For this, the tool of choice is the business simulation, a kind of business video game. Aon, where Adler works, has its own proprietary version, called the Leader. A candidate sits in front of a computer and a phone, the modern manager’s tools. A video pops up on the screen. It’s a supervisor behind on a product development. He wants to borrow another team’s engineer. Who is this guy? What’s the project? The executive candidate has to dig into the e-mails, the organization chart. Meanwhile, the phone rings. It’s one of his reports calling for a scheduled job-performance discussion, a role played by one of the test administrators. The simulation tests intelligence and skills. The real purpose, though, is to filter out personality traits. “We determine which is your preferred style,” he says. “We can’t change it. But we can measure it.”

Companies look for different personalities, but not many want the thoroughgoing narcissist. (And watch out: There is no more toxic colleague than a thwarted narcissist, with his rage and sense of victimization.) There’s a no-asshole rule, as the popularity of Sutton’s book suggests. And here, apparently, the enemy can be met.

“We’re likely to spot them and red-flag them,” says Adler, “and the odds are they won’t make it to a top spot.”


Workers of the World, Unite! You Have Nothing to Lose But Your Jobs.

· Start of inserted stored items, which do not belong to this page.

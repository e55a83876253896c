//! One-shot buy/sell: BUY on the first observation, SELL on the
//! second, then go quiet. A pipeline smoke strategy.

use tape_events::{Intent, Observation, Side};

use crate::Strategy;

#[derive(Copy, Clone, Debug, PartialEq, Eq)]
enum Phase {
    Flat,
    Long,
    Done,
}

pub struct OneShotStrategy {
    symbol: Option<String>,
    phase: Phase,
}

impl OneShotStrategy {
    pub fn new(symbol: Option<String>) -> Self {
        Self {
            symbol,
            phase: Phase::Flat,
        }
    }
}

impl Strategy for OneShotStrategy {
    fn name(&self) -> &str {
        "one_shot"
    }

    fn on_observation(&mut self, obs: &Observation) -> Vec<Intent> {
        if let Some(sym) = &self.symbol {
            if obs.symbol != *sym {
                return Vec::new();
            }
        }

        match self.phase {
            Phase::Flat => {
                self.phase = Phase::Long;
                vec![Intent::new(
                    obs.logical_time,
                    obs.symbol.clone(),
                    Side::Buy,
                    obs.price_micros,
                )]
            }
            Phase::Long => {
                self.phase = Phase::Done;
                vec![Intent::new(
                    obs.logical_time,
                    obs.symbol.clone(),
                    Side::Sell,
                    obs.price_micros,
                )]
            }
            Phase::Done => Vec::new(),
        }
    }
}
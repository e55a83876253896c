//! tape entry point.
//!
//! This file is intentionally thin: it sets up tracing and parses the
//! command line. The run drivers live in `commands/`.

use anyhow::Result;
use clap::{Parser, Subcommand};

mod commands;

#[derive(Parser)]
#[command(name = "tape")]
#[command(about = "TapeDeck discrete-event backtester", long_about = None)]
struct Cli {
    #[command(subcommand)]
    cmd: Commands,
}

#[derive(Subcommand)]
enum Commands {
    /// Replay a CSV observation tape through a configured strategy
    Run {
        /// Run configuration (JSON)
        #[arg(long)]
        config: String,

        /// Observation tape (CSV: symbol,logical_time,price_micros)
        #[arg(long)]
        data: String,
    },

    /// Replay the built-in demo tape with the demo strategy
    Demo {
        /// Starting cash, decimal units
        #[arg(long, default_value_t = 10_000.0)]
        cash: f64,
    },
}

fn main() -> Result<()> {
    init_tracing();

    let cli = Cli::parse();
    match cli.cmd {
        Commands::Run { config, data } => commands::run::execute(&config, &data),
        Commands::Demo { cash } => commands::demo::execute(cash),
    }
}

fn init_tracing() {
    tracing_subscriber::fmt()
        .with_env_filter(
            tracing_subscriber::EnvFilter::try_from_default_env().unwrap_or_else(|_| "warn".into()),
        )
        .init();
}
//! Humeur Runtime
//!
//! Host-facing layer over the core and scoring crates:
//! - **Pipeline**: injected scorer, shared result cache, explicit lifecycle
//! - **Validator**: quality metrics, calibration and graded reports
//! - **FileStore**: directory-backed persistence for warm starts

pub mod error;
pub mod pipeline;
pub mod store;
pub mod validation;

pub use error::*;
pub use pipeline::*;
pub use store::*;
pub use validation::*;
//! Errors raised while loading lexicons and building scorers

use thiserror::Error;

use humeur_core::CoreError;

/// Errors from lexicon loading and scorer construction
#[derive(Debug, Error)]
pub enum ScoringError {
    #[error("Invalid lexicon: {0}")]
    Lexicon(#[from] toml::de::Error),

    #[error("Invalid pattern: {0}")]
    Pattern(#[from] regex::Error),

    #[error("I/O error: {0}")]
    Io(#[from] std::io::Error),

    #[error("Semantic analyzer error: {0}")]
    Semantic(#[from] CoreError),

    #[error("Lexicon has no sentiment terms")]
    EmptyLexicon,
}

The truth is that many employees are utopians of a kind, too. No one wants to work with ego monsters. The office is still supposed to be a kingdom of fairness where no one’s feelings get hurt and everyone gets the same portion. Excellence is an end, but not the only one. Teamwork is our watchword; we are all proud, busy collaborators. The office, in this view, is a happy tribe sharing everything, making decisions communally, with the same worldview, the same DNA.

Some studies inevitably buttress this conception. People are more satisfied in their jobs if they like their co-workers. If they fit in, they tend to stay longer. “There is powerful evidence from longitudinal studies of accounting firms that the people who fit the culture better have lower turnover and better performance,” says Sutton.

But should the office really be a welcoming mother ship full of happy people and groovy background music? Organizations can slip toward homogeneity, not only in race or gender, but in personality. In the absence of objective criteria, search committees tend to select people they like. And they like people who resemble them. What’s more, the research shows that people who are already similar tend to grow increasingly alike the more time they spend together. The office moves toward sameness—comforting for the employee, but is it healthy for the organization?